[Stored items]
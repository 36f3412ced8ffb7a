//! Batch orchestration with bounded parallelism and failure isolation.
//!
//! Documents fan out across a worker pool sized to the smaller of the batch
//! and the host's available parallelism. Each document runs the full
//! pipeline independently; one document's failure (including a worker panic)
//! is recovered at this boundary, logged, and reported in the outcome — it
//! never aborts sibling documents, and the batch call itself never fails.
//!
//! Cross-document ordering of the flattened chunk list is not guaranteed
//! under parallel execution; `chunk_index` ordering within each document is
//! always correct.

use std::sync::Arc;

use tokio::sync::Semaphore;
use tokio::task::JoinSet;
use tracing::warn;

use crate::pipeline::DocumentChunker;
use crate::types::{ChunkError, EmittedChunk, SourceDocument};

/// One document that produced no chunks because its pipeline failed.
#[derive(Clone, Debug)]
pub struct DocumentFailure {
    /// The `source` filename from the document's metadata.
    pub source: String,
    pub error: ChunkError,
}

/// Result of a batch run: the flattened chunk list plus an explicit record
/// of every document whose pipeline failed.
#[derive(Clone, Debug, Default)]
pub struct BatchOutcome {
    pub chunks: Vec<EmittedChunk>,
    pub failures: Vec<DocumentFailure>,
}

impl BatchOutcome {
    /// Number of chunks across all successful documents.
    pub fn chunk_count(&self) -> usize {
        self.chunks.len()
    }

    /// `true` when every document's pipeline succeeded.
    pub fn is_complete(&self) -> bool {
        self.failures.is_empty()
    }

    /// Consume the outcome, keeping only the flattened chunk list.
    pub fn into_chunks(self) -> Vec<EmittedChunk> {
        self.chunks
    }
}

/// Fans document batches across the per-document pipeline.
#[derive(Clone, Debug)]
pub struct BatchOrchestrator {
    chunker: Arc<DocumentChunker>,
}

impl BatchOrchestrator {
    pub fn new(chunker: DocumentChunker) -> Self {
        Self {
            chunker: Arc::new(chunker),
        }
    }

    /// Share an existing chunker across orchestrators.
    pub fn from_arc(chunker: Arc<DocumentChunker>) -> Self {
        Self { chunker }
    }

    /// Chunk a batch of documents.
    ///
    /// Zero documents yield an empty outcome; a single document runs
    /// synchronously; larger batches fan out across a bounded worker pool
    /// when `parallel` is set.
    pub async fn chunk_batch(
        &self,
        documents: Vec<SourceDocument>,
        parallel: bool,
    ) -> BatchOutcome {
        if documents.is_empty() {
            return BatchOutcome::default();
        }
        if documents.len() == 1 || !parallel {
            return self.chunk_sequential(documents);
        }
        self.chunk_parallel(documents).await
    }

    fn chunk_sequential(&self, documents: Vec<SourceDocument>) -> BatchOutcome {
        let mut outcome = BatchOutcome::default();
        for document in documents {
            match self.chunker.chunk_document(&document) {
                Ok(chunks) => outcome.chunks.extend(chunks),
                Err(error) => record_failure(&mut outcome, document.source().to_string(), error),
            }
        }
        outcome
    }

    async fn chunk_parallel(&self, documents: Vec<SourceDocument>) -> BatchOutcome {
        let workers = documents.len().min(available_parallelism());
        let semaphore = Arc::new(Semaphore::new(workers));
        let mut tasks: JoinSet<(String, Result<Vec<EmittedChunk>, ChunkError>)> = JoinSet::new();

        for document in documents {
            let chunker = Arc::clone(&self.chunker);
            let semaphore = Arc::clone(&semaphore);
            let source = document.source().to_string();
            tasks.spawn(async move {
                // Semaphore is never closed; acquire fails only on close.
                let _permit = semaphore.acquire_owned().await.ok();
                let result = tokio::task::spawn_blocking(move || chunker.chunk_document(&document))
                    .await
                    .unwrap_or_else(|join_error| Err(ChunkError::Worker(join_error.to_string())));
                (source, result)
            });
        }

        // Collection barrier: completion order, not submission order.
        let mut outcome = BatchOutcome::default();
        while let Some(joined) = tasks.join_next().await {
            match joined {
                Ok((_, Ok(chunks))) => outcome.chunks.extend(chunks),
                Ok((source, Err(error))) => record_failure(&mut outcome, source, error),
                Err(join_error) => record_failure(
                    &mut outcome,
                    String::new(),
                    ChunkError::Worker(join_error.to_string()),
                ),
            }
        }
        outcome
    }
}

fn record_failure(outcome: &mut BatchOutcome, source: String, error: ChunkError) {
    warn!(
        source,
        %error,
        "document pipeline failed; emitting no chunks for this document"
    );
    outcome.failures.push(DocumentFailure { source, error });
}

fn available_parallelism() -> usize {
    std::thread::available_parallelism()
        .map(|n| n.get())
        .unwrap_or(1)
}
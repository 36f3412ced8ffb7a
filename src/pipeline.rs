//! Per-document chunking pipeline.
//!
//! One document flows strictly sequentially through classify → configure →
//! split → hierarchy → prefix → enhance, emitting an ordered chunk list with
//! contiguous `chunk_index` values. The pipeline performs no I/O; its only
//! external dependency is the token vocabulary held by the injected
//! [`TokenCounter`].

use serde_json::json;
use tracing::debug;

use crate::config::ChunkingRegistry;
use crate::context::{build_context_prefix, prepend_prefix};
use crate::doctype::{DocumentType, classify};
use crate::hierarchy::{build_small_chunks, split_parents};
use crate::questions::{QuestionGenerator, QuestionVocabulary, enhance_chunk};
use crate::splitter::TokenSplitter;
use crate::tokenizer::TokenCounter;
use crate::types::{ChunkError, EmittedChunk, MetadataMap, SourceDocument};

/// Document-aware chunker: the full single-document pipeline.
///
/// Construct one via [`DocumentChunker::builder`] and share it across a
/// batch; it is cheap to clone and holds no mutable state.
///
/// # Examples
///
/// ```rust,no_run
/// use chunkmill::pipeline::DocumentChunker;
/// use chunkmill::types::{MetadataMap, SourceDocument};
/// use serde_json::json;
///
/// let chunker = DocumentChunker::builder().build()?;
/// let mut metadata = MetadataMap::new();
/// metadata.insert("source".into(), json!("800-53_catalog.pdf"));
/// let chunks = chunker.chunk_document(&SourceDocument::new("control text", metadata))?;
/// # Ok::<(), chunkmill::types::ChunkError>(())
/// ```
#[derive(Clone, Debug)]
pub struct DocumentChunker {
    counter: TokenCounter,
    registry: ChunkingRegistry,
    questions: QuestionGenerator,
    hierarchy_enabled: bool,
    questions_enabled: bool,
}

impl DocumentChunker {
    /// Create a new builder.
    pub fn builder() -> DocumentChunkerBuilder {
        DocumentChunkerBuilder::default()
    }

    pub fn token_counter(&self) -> &TokenCounter {
        &self.counter
    }

    /// Run the full pipeline for one document.
    ///
    /// Whitespace-only documents emit no chunks. The returned chunks carry
    /// contiguous 0-based `chunk_index` values in document order.
    pub fn chunk_document(&self, document: &SourceDocument) -> Result<Vec<EmittedChunk>, ChunkError> {
        let source = document.source();
        let doc_type = classify(source, &document.metadata);
        let config = self.registry.config_for(doc_type);
        config.validate()?;

        if document.text.trim().is_empty() {
            return Ok(Vec::new());
        }

        let prefix = build_context_prefix(&document.metadata, doc_type);
        let mut base = document.metadata.clone();
        base.insert("document_type".to_string(), json!(doc_type.tag()));
        if !prefix.is_empty() {
            base.insert("context_prefix".to_string(), json!(prefix.clone()));
        }

        let total_tokens = self.counter.count(&document.text);

        // Short atomic units (e.g. a single control) stay whole.
        if config.suppress_split_if_fits && total_tokens <= config.target_tokens {
            let mut metadata = base.clone();
            metadata.insert("chunk_index".to_string(), json!(0));
            metadata.insert("is_small_chunk".to_string(), json!(false));
            metadata.insert("token_count".to_string(), json!(total_tokens));
            let chunk = EmittedChunk::new(prepend_prefix(&prefix, &document.text), metadata);
            return Ok(self.maybe_enhance(vec![chunk], doc_type));
        }

        let splitter =
            TokenSplitter::new(self.counter.clone(), config.target_tokens, config.overlap_tokens)?;
        let parents = split_parents(&splitter, &self.counter, &document.text);

        let mut chunks = Vec::new();
        if self.hierarchy_enabled && config.hierarchy_enabled && parents.len() > 1 {
            let small_chunks =
                build_small_chunks(&self.counter, &parents, config.small_target_tokens)?;
            for small in small_chunks {
                let mut metadata = base.clone();
                metadata.insert("chunk_index".to_string(), json!(chunks.len()));
                metadata.insert(
                    "parent_chunk_id".to_string(),
                    json!(format!("parent_{}", small.parent_index)),
                );
                metadata.insert("parent_chunk_index".to_string(), json!(small.parent_index));
                metadata.insert("small_chunk_index".to_string(), json!(small.local_index));
                metadata.insert("is_small_chunk".to_string(), json!(true));
                metadata.insert("token_count".to_string(), json!(small.token_count));
                metadata.insert("parent_token_count".to_string(), json!(small.parent_token_count));
                metadata.insert("parent_text".to_string(), json!(small.parent_text));
                chunks.push(EmittedChunk::new(prepend_prefix(&prefix, &small.text), metadata));
            }
        } else {
            for parent in parents {
                let mut metadata = base.clone();
                metadata.insert("chunk_index".to_string(), json!(parent.index));
                metadata.insert("is_small_chunk".to_string(), json!(false));
                metadata.insert("token_count".to_string(), json!(parent.token_count));
                chunks.push(EmittedChunk::new(prepend_prefix(&prefix, &parent.text), metadata));
            }
        }

        debug!(
            source,
            document_type = %doc_type,
            chunk_count = chunks.len(),
            total_tokens,
            "document chunked"
        );

        Ok(self.maybe_enhance(chunks, doc_type))
    }

    fn maybe_enhance(&self, chunks: Vec<EmittedChunk>, doc_type: DocumentType) -> Vec<EmittedChunk> {
        if !self.questions_enabled {
            return chunks;
        }
        chunks
            .into_iter()
            .map(|chunk| enhance_chunk(&self.questions, chunk, doc_type))
            .collect()
    }
}

/// Builder for [`DocumentChunker`].
#[derive(Debug, Default)]
pub struct DocumentChunkerBuilder {
    counter: Option<TokenCounter>,
    registry: Option<ChunkingRegistry>,
    vocabulary: Option<QuestionVocabulary>,
    hierarchy_enabled: Option<bool>,
    questions_enabled: Option<bool>,
}

impl DocumentChunkerBuilder {
    /// Inject a token counter. Defaults to the cached `cl100k_base` counter.
    #[must_use]
    pub fn token_counter(mut self, counter: TokenCounter) -> Self {
        self.counter = Some(counter);
        self
    }

    /// Use a custom configuration registry.
    #[must_use]
    pub fn registry(mut self, registry: ChunkingRegistry) -> Self {
        self.registry = Some(registry);
        self
    }

    /// Use a custom question term vocabulary.
    #[must_use]
    pub fn question_vocabulary(mut self, vocabulary: QuestionVocabulary) -> Self {
        self.vocabulary = Some(vocabulary);
        self
    }

    /// Enable or disable the small-to-big hierarchy. Defaults to `true`.
    #[must_use]
    pub fn hierarchy(mut self, enabled: bool) -> Self {
        self.hierarchy_enabled = Some(enabled);
        self
    }

    /// Enable or disable hypothetical question metadata. Defaults to `true`.
    #[must_use]
    pub fn questions(mut self, enabled: bool) -> Self {
        self.questions_enabled = Some(enabled);
        self
    }

    /// Build the chunker, loading the default vocabulary when no counter was
    /// injected.
    pub fn build(self) -> Result<DocumentChunker, ChunkError> {
        let counter = match self.counter {
            Some(counter) => counter,
            None => TokenCounter::cl100k()?,
        };
        Ok(DocumentChunker {
            counter,
            registry: self.registry.unwrap_or_default(),
            questions: QuestionGenerator::new(self.vocabulary.unwrap_or_default()),
            hierarchy_enabled: self.hierarchy_enabled.unwrap_or(true),
            questions_enabled: self.questions_enabled.unwrap_or(true),
        })
    }
}

#[cfg(test)]
mod tests {
    use super::*;
    use serde_json::json;

    fn chunker() -> DocumentChunker {
        DocumentChunker::builder().build().expect("chunker builds")
    }

    fn doc(source: &str, text: &str) -> SourceDocument {
        let mut metadata = MetadataMap::new();
        metadata.insert("source".into(), json!(source));
        SourceDocument::new(text, metadata)
    }

    fn long_text(sentences: usize) -> String {
        (0..sentences)
            .map(|i| {
                format!("Paragraph {i} describes the enforcement of access control policy across all organizational systems and interconnected services. ")
            })
            .collect()
    }

    #[test]
    fn whitespace_document_emits_nothing() {
        let chunks = chunker().chunk_document(&doc("notes.md", "   \n ")).unwrap();
        assert!(chunks.is_empty());
    }

    #[test]
    fn small_control_stays_whole_under_suppress_split() {
        let document = doc("800-53_catalog.pdf", "AC-1 requires an access control policy.");
        let chunks = chunker().chunk_document(&document).unwrap();
        assert_eq!(chunks.len(), 1);
        let chunk = &chunks[0];
        assert_eq!(chunk.chunk_index(), Some(0));
        assert!(!chunk.is_small_chunk());
        assert_eq!(chunk.metadata["document_type"], json!("800-53_catalog"));
        assert!(chunk.text.starts_with("NIST SP 800-53 Rev. 5 Control Catalog\n\n"));
    }

    #[test]
    fn chunk_indexes_are_contiguous() {
        let document = doc("segmentation_guide.md", &long_text(120));
        let chunks = chunker().chunk_document(&document).unwrap();
        assert!(chunks.len() > 1);
        for (i, chunk) in chunks.iter().enumerate() {
            assert_eq!(chunk.chunk_index(), Some(i));
        }
    }

    #[test]
    fn hierarchy_small_chunks_carry_parent_backreferences() {
        let document = doc("segmentation_guide.md", &long_text(120));
        let chunks = chunker().chunk_document(&document).unwrap();
        assert!(chunks.iter().all(EmittedChunk::is_small_chunk));
        let first = &chunks[0];
        assert_eq!(first.metadata["parent_chunk_id"], json!("parent_0"));
        assert_eq!(first.metadata["parent_chunk_index"], json!(0));
        assert_eq!(first.metadata["small_chunk_index"], json!(0));
        let parent_text = first.metadata["parent_text"].as_str().unwrap();
        // The prefix lives only on the small chunk's own text.
        assert!(!parent_text.contains("Network Segmentation Strategies"));
        assert!(first.text.contains("Network Segmentation Strategies"));
    }

    #[test]
    fn hierarchy_disabled_emits_parents_directly() {
        let chunker = DocumentChunker::builder().hierarchy(false).build().unwrap();
        let document = doc("segmentation_guide.md", &long_text(120));
        let chunks = chunker.chunk_document(&document).unwrap();
        assert!(chunks.iter().all(|c| !c.is_small_chunk()));
        assert!(chunks.iter().all(|c| !c.metadata.contains_key("parent_text")));
    }

    #[test]
    fn questions_disabled_leaves_metadata_unenhanced() {
        let chunker = DocumentChunker::builder().questions(false).build().unwrap();
        let document = doc("800-171.pdf", "The requirement must be satisfied.");
        let chunks = chunker.chunk_document(&document).unwrap();
        assert!(chunks.iter().all(|c| !c.metadata.contains_key("hypothetical_questions")));
    }

    #[test]
    fn invalid_override_fails_the_document() {
        use crate::config::{ChunkingConfig, ChunkingRegistry};
        use crate::doctype::DocumentType;

        let registry = ChunkingRegistry::new().with_override(
            DocumentType::QueryPatterns,
            ChunkingConfig {
                target_tokens: 100,
                overlap_tokens: 150,
                hierarchy_enabled: false,
                small_target_tokens: 64,
                suppress_split_if_fits: false,
            },
        );
        let chunker = DocumentChunker::builder().registry(registry).build().unwrap();
        let err = chunker
            .chunk_document(&doc("query_patterns.csv", "Is this valid?"))
            .unwrap_err();
        assert!(matches!(err, ChunkError::OverlapExceedsTarget { .. }));
    }
}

■ Assigned task ■
Using the data above, reproduce exactly the lines between those holding "let _permit = semaphore.acquire_owned().await.ok();" and "Ok((_, Ok(chunks))) =>", inclusive, and no others.

■ Written answer ■
                let _permit = semaphore.acquire_owned().await.ok();
                let result = tokio::task::spawn_blocking(move || chunker.chunk_document(&document))
                    .await
                    .unwrap_or_else(|join_error| Err(ChunkError::Worker(join_error.to_string())));
                (source, result)
            });
        }

        // Collection barrier: completion order, not submission order.
        let mut outcome = BatchOutcome::default();
        while let Some(joined) = tasks.join_next().await {
            match joined {
                Ok((_, Ok(chunks))) => outcome.chunks.extend(chunks),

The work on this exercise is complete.